BRIEF:
The answer must be an exact restatement of all the data.

RECORDS SUPPLIED:
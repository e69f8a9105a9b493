//! [`ReplyBridge`] over one Telegram chat.
//!
//! Notifications go out as plain `sendMessage` calls. Replies are read with
//! `getUpdates` starting just past the caller's watermark, so updates at or
//! below it are acknowledged to Telegram and never seen again, while
//! anything after the chosen reply stays queued server-side for the next
//! call.

use std::sync::Arc;
use std::time::Duration;

use promptrelay_core::ansi::strip_ansi_str;
use promptrelay_core::{Reply, ReplyBridge, Watermark};
use tokio::time::Instant;
use tracing::{debug, info, warn};

use crate::api::TelegramApi;
use crate::format::{truncate_chars, MAX_MESSAGE_CHARS};
use crate::types::Update;

#[derive(Debug, Clone)]
pub struct TelegramSettings {
    pub chat_id: i64,
    /// Upper bound for a single long poll.
    pub max_poll_secs: u64,
    /// Pause after a failed poll before trying again.
    pub error_backoff: Duration,
    pub max_message_chars: usize,
}

impl TelegramSettings {
    pub fn new(chat_id: i64) -> Self {
        Self {
            chat_id,
            max_poll_secs: 10,
            error_backoff: Duration::from_secs(2),
            max_message_chars: MAX_MESSAGE_CHARS,
        }
    }
}

/// Relays session questions to one chat and reads the operator's answers
/// from it. Messages from other chats are skipped.
pub struct TelegramBridge {
    api: Arc<TelegramApi>,
    settings: TelegramSettings,
}

impl TelegramBridge {
    pub fn new(api: Arc<TelegramApi>, settings: TelegramSettings) -> Self {
        Self { api, settings }
    }
}

impl ReplyBridge for TelegramBridge {
    async fn notify(&self, message: &str) {
        let clean = strip_ansi_str(message);
        let text = truncate_chars(clean.trim(), self.settings.max_message_chars);
        if text.is_empty() {
            debug!("skipping empty notification");
            return;
        }
        if let Err(e) = self.api.send_message(self.settings.chat_id, text).await {
            warn!(chat_id = self.settings.chat_id, error = %e, "failed to deliver notification");
        }
    }

    async fn await_reply(&self, after: Watermark, timeout: Duration) -> Option<Reply> {
        let deadline = Instant::now() + timeout;
        let mut offset = after.next_offset();

        loop {
            let remaining = deadline.saturating_duration_since(Instant::now());
            if remaining.is_zero() {
                return None;
            }
            let poll_secs = remaining.as_secs().clamp(1, self.settings.max_poll_secs);

            match self.api.get_updates(offset, poll_secs).await {
                Ok(updates) => {
                    if let Some(reply) = select_reply(&updates, self.settings.chat_id, after) {
                        info!(id = reply.id, "reply received");
                        return Some(reply);
                    }
                    // Nothing usable in this batch; acknowledge it on the next poll.
                    if let Some(last) = updates.iter().map(|u| u.update_id).max() {
                        offset = offset.max(last + 1);
                    }
                }
                Err(e) => {
                    warn!(error = %e, "getUpdates failed while waiting for reply");
                    let remaining = deadline.saturating_duration_since(Instant::now());
                    tokio::time::sleep(self.settings.error_backoff.min(remaining)).await;
                }
            }
        }
    }
}

/// The lowest-id update after `after` that is a non-blank text message in
/// `chat_id`, as a trimmed [`Reply`].
pub fn select_reply(updates: &[Update], chat_id: i64, after: Watermark) -> Option<Reply> {
    updates
        .iter()
        .filter(|u| after.admits(u.update_id))
        .filter_map(|u| {
            let text = u.text_in_chat(chat_id)?.trim();
            (!text.is_empty()).then(|| Reply::new(text, u.update_id))
        })
        .min_by_key(|reply| reply.id)
}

SOLUTION:
repository e69f8a9105a9b493
//! [`ReplyBridge`] over one Telegram chat.
//!
//! Notifications go out as plain `sendMessage` calls. Replies are read with
//! `getUpdates` starting just past the caller's watermark, so updates at or
//! below it are acknowledged to Telegram and never seen again, while
//! anything after the chosen reply stays queued server-side for the next
//! call.

use std::sync::Arc;
use std::time::Duration;

use promptrelay_core::ansi::strip_ansi_str;
use promptrelay_core::{Reply, ReplyBridge, Watermark};
use tokio::time::Instant;
use tracing::{debug, info, warn};

use crate::api::TelegramApi;
use crate::format::{truncate_chars, MAX_MESSAGE_CHARS};
use crate::types::Update;

#[derive(Debug, Clone)]
pub struct TelegramSettings {
    pub chat_id: i64,
    /// Upper bound for a single long poll.
    pub max_poll_secs: u64,
    /// Pause after a failed poll before trying again.
    pub error_backoff: Duration,
    pub max_message_chars: usize,
}

impl TelegramSettings {
    pub fn new(chat_id: i64) -> Self {
        Self {
            chat_id,
            max_poll_secs: 10,
            error_backoff: Duration::from_secs(2),
            max_message_chars: MAX_MESSAGE_CHARS,
        }
    }
}

/// Relays session questions to one chat and reads the operator's answers
/// from it. Messages from other chats are skipped.
pub struct TelegramBridge {
    api: Arc<TelegramApi>,
    settings: TelegramSettings,
}

impl TelegramBridge {
    pub fn new(api: Arc<TelegramApi>, settings: TelegramSettings) -> Self {
        Self { api, settings }
    }
}

impl ReplyBridge for TelegramBridge {
    async fn notify(&self, message: &str) {
        let clean = strip_ansi_str(message);
        let text = truncate_chars(clean.trim(), self.settings.max_message_chars);
        if text.is_empty() {
            debug!("skipping empty notification");
            return;
        }
        if let Err(e) = self.api.send_message(self.settings.chat_id, text).await {
            warn!(chat_id = self.settings.chat_id, error = %e, "failed to deliver notification");
        }
    }

    async fn await_reply(&self, after: Watermark, timeout: Duration) -> Option<Reply> {
        let deadline = Instant::now() + timeout;
        let mut offset = after.next_offset();

        loop {
            let remaining = deadline.saturating_duration_since(Instant::now());
            if remaining.is_zero() {
                return None;
            }
            let poll_secs = remaining.as_secs().clamp(1, self.settings.max_poll_secs);

            match self.api.get_updates(offset, poll_secs).await {
                Ok(updates) => {
                    if let Some(reply) = select_reply(&updates, self.settings.chat_id, after) {
                        info!(id = reply.id, "reply received");
                        return Some(reply);
                    }
                    // Nothing usable in this batch; acknowledge it on the next poll.
                    if let Some(last) = updates.iter().map(|u| u.update_id).max() {
                        offset = offset.max(last + 1);
                    }
                }
                Err(e) => {
                    warn!(error = %e, "getUpdates failed while waiting for reply");
                    let remaining = deadline.saturating_duration_since(Instant::now());
                    tokio::time::sleep(self.settings.error_backoff.min(remaining)).await;
                }
            }
        }
    }
}

/// The lowest-id update after `after` that is a non-blank text message in
/// `chat_id`, as a trimmed [`Reply`].
pub fn select_reply(updates: &[Update], chat_id: i64, after: Watermark) -> Option<Reply> {
    updates
        .iter()
        .filter(|u| after.admits(u.update_id))
        .filter_map(|u| {
            let text = u.text_in_chat(chat_id)?.trim();
            (!text.is_empty()).then(|| Reply::new(text, u.update_id))
        })
        .min_by_key(|reply| reply.id)
}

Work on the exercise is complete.